Arzobispo griego: las políticas de la Troika están destruyendo a la nación griega

4 de febrero de 2012

3 de febrero de 2012 — En una extraordinaria intervención, el arzobispo Ieronymos, la autoridad religiosa más alta de Grecia, emitió hoy una denuncia apasionada de las políticas de austeridad que le están imponiendo a Grecia la Troika del Fondo Monetario Internacional (FMI), el Banco Central Europeo (BCE) y la Unión Europea (UE). El arzobispo, quien hasta ahora solo había hecho declaraciones cautelosas en un intento por evitar controversias, afirma abiertamente que estas políticas están destruyendo a la nación griega y al pueblo griego.

"Las personas sin hogar y hasta el hambre, fenómenos que se vieron durante la Segunda Guerra mundial, han alcanzado niveles de pesadilla... Se está agotando el sentimiento de paciencia entre los griegos, dando paso a un sentimiento de rabia, y ya no es posible ignorar el peligro de una explosión social", escribe Ieronymos en una carta al primer ministro Lucas Papademos. El Arzobispo agrega que, "se recortaron las pensiones en tanto que los jornaleros viven en la desesperación y la inseguridad ha encontrado cabida en cada uno de los hogares griegos...".

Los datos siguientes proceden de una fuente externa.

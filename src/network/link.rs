// TOMO: Network Loss Tomography Simulation with Bernoulli Losses
// Copyright (C) 2024-2025 Roland Schmid <roschmi@ethz.ch> and Tibor Schneider <sctibor@ethz.ch>
//
// This program is free software: you can redistribute it and/or modify
// it under the terms of the GNU General Public License as published by
// the Free Software Foundation, either version 3 of the License, or
// (at your option) any later version.
//
// This program is distributed in the hope that it will be useful,
// but WITHOUT ANY WARRANTY; without even the implied warranty of
// MERCHANTABILITY or FITNESS FOR A PARTICULAR PURPOSE.  See the
// GNU General Public License for more details.
//
// You should have received a copy of the GNU General Public License
// along with this program.  If not, see <http://www.gnu.org/licenses/>.
use rand::Rng;
use rand_distr::{Bernoulli, Distribution};

use super::{Host, Packet};
use crate::{config::ConfigError, Tick};

/// A lossy link of the tree. The link at heap index `i` is the incoming link of the host at index
/// `i`.
///
/// Every delivery attempt is an independent Bernoulli trial that drops the packet with
/// probability `alpha`. A dropped packet simply vanishes, only the counters remember it.
#[derive(Debug, Clone)]
pub struct Link {
    index: usize,
    alpha: f64,
    drop: Bernoulli,
    attempts: u64,
    successes: u64,
    last_tick: Option<Tick>,
    delivered: Option<Packet>,
}

impl Link {
    /// Create a new link with drop probability `alpha` in `[0, 1)`.
    pub fn new(index: usize, alpha: f64) -> Result<Self, ConfigError> {
        if !(0.0..1.0).contains(&alpha) {
            return Err(ConfigError::InvalidLoss { link: index, alpha });
        }
        let drop = Bernoulli::new(alpha).map_err(|_| ConfigError::InvalidLoss { link: index, alpha })?;
        Ok(Self {
            index,
            alpha,
            drop,
            attempts: 0,
            successes: 0,
            last_tick: None,
            delivered: None,
        })
    }

    /// Try to push `packet` over the link. Returns whether the packet made it to the downstream
    /// host. The outcome is recorded in either case.
    pub fn attempt_delivery<R: Rng + ?Sized>(&mut self, packet: Packet, rng: &mut R) -> bool {
        self.attempts += 1;
        if self.drop.sample(rng) {
            log::trace!("link {} dropped packet {}", self.index, packet.tick());
            return false;
        }
        self.successes += 1;
        self.delivered = Some(packet);
        true
    }

    /// Per-tick bookkeeping: stamp the tick and hand the packet delivered during this tick (if
    /// any) to the downstream host.
    pub fn tick(&mut self, tick: Tick, host: &mut Host) {
        debug_assert_eq!(host.index(), self.index);
        self.last_tick = Some(tick);
        if let Some(packet) = self.delivered.take() {
            host.receive(packet);
        }
    }

    /// Empirical loss rate `1 - successes / attempts`, or 0 if nothing was sent yet.
    pub fn loss_rate(&self) -> f64 {
        if self.attempts == 0 {
            0.0
        } else {
            1.0 - self.successes as f64 / self.attempts as f64
        }
    }

    pub fn index(&self) -> usize {
        self.index
    }

    /// The configured drop probability.
    pub fn alpha(&self) -> f64 {
        self.alpha
    }

    pub fn attempts(&self) -> u64 {
        self.attempts
    }

    pub fn successes(&self) -> u64 {
        self.successes
    }

    /// The tick of the last bookkeeping step.
    pub fn last_tick(&self) -> Option<Tick> {
        self.last_tick
    }
}

#[cfg(test)]
mod test {
    use rand::{rngs::StdRng, SeedableRng};

    use super::*;
    use crate::network::Role;

    #[test]
    fn reliable_link_never_drops() {
        let mut rng = StdRng::seed_from_u64(42);
        let mut link = Link::new(0, 0.0).unwrap();
        for tick in 0..10_000 {
            assert!(link.attempt_delivery(Packet::new(tick), &mut rng));
        }
        assert_eq!(link.attempts(), 10_000);
        assert_eq!(link.loss_rate(), 0.0);
    }

    #[test]
    fn empirical_loss_rate() {
        let mut rng = StdRng::seed_from_u64(42);
        let n = 100_000;
        for alpha in [0.01, 0.1, 0.3, 0.5] {
            let mut link = Link::new(1, alpha).unwrap();
            for tick in 0..n {
                link.attempt_delivery(Packet::new(tick), &mut rng);
            }
            // more than 5 standard deviations away
            let tolerance = 5.0 * (alpha * (1.0 - alpha) / n as f64).sqrt();
            assert!(
                (link.loss_rate() - alpha).abs() < tolerance,
                "alpha={alpha}, measured={}",
                link.loss_rate()
            );
        }
    }

    #[test]
    fn loss_rate_without_traffic() {
        let link = Link::new(3, 0.2).unwrap();
        assert_eq!(link.loss_rate(), 0.0);
        assert_eq!(link.last_tick(), None);
    }

    #[test]
    fn invalid_alpha() {
        assert!(Link::new(1, 1.0).is_err());
        assert!(Link::new(1, -0.1).is_err());
        assert!(Link::new(1, f64::NAN).is_err());
    }

    #[test]
    fn tick_hands_packet_downstream() {
        let mut rng = StdRng::seed_from_u64(0);
        let mut link = Link::new(1, 0.0).unwrap();
        let mut host = Host::new("router_1", 1, Role::Router);

        link.tick(0, &mut host);
        assert!(!host.has_received());

        assert!(link.attempt_delivery(Packet::new(1), &mut rng));
        link.tick(1, &mut host);
        assert_eq!(host.inbox(), Some(Packet::new(1)));
        assert_eq!(link.last_tick(), Some(1));

        // the packet is handed over only once
        host.clear();
        link.tick(2, &mut host);
        assert!(!host.has_received());
        assert_eq!(host.received(), 1);
    }
}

"Parece claro ahora que el drama de nuestra patria no termina aquí sino que puede llegar a nuevas dimensiones incontrolables" escribe. "Todos tenemos que entender el sentimiento de inseguridad, desesperación y depresión en cada hogar griego. Esto, desafortunadamente, sigue ocasionando suicidios, entre aquellos que ya no pueden tolerar el drama en sus familias y el sufrimiento de sus hijos".

"Existen, en el momento, demandas para que se apliquen medidas aún más duras, más dolorosas e incluso más injustas siguiendo las mismas líneas ineficientes y fracasadas de nuestro pasado reciente. Hay exigencias de una dosis aún más fuerte de una medicina que ha probado ser mortal... Y lo que muy probablemente seguirá, será más dolor, más medidas injustas en el mismo trayecto desalentador y fracasado de nuestro pasado reciente".

"Hay demandas de mayores compromisos que no resuelven el problema sino que solo pospone temporalmente la muerte anunciada de nuestra economía. Mientras tanto, ponen la soberanía nacional como garantía prendaria. Ellos hipotecan no solo nuestra riqueza, sino también la riqueza que podríamos obtener de nuestro territorio y nuestros mares. Ellos hipotecan nuestra libertad, democracia y dignidad nacional".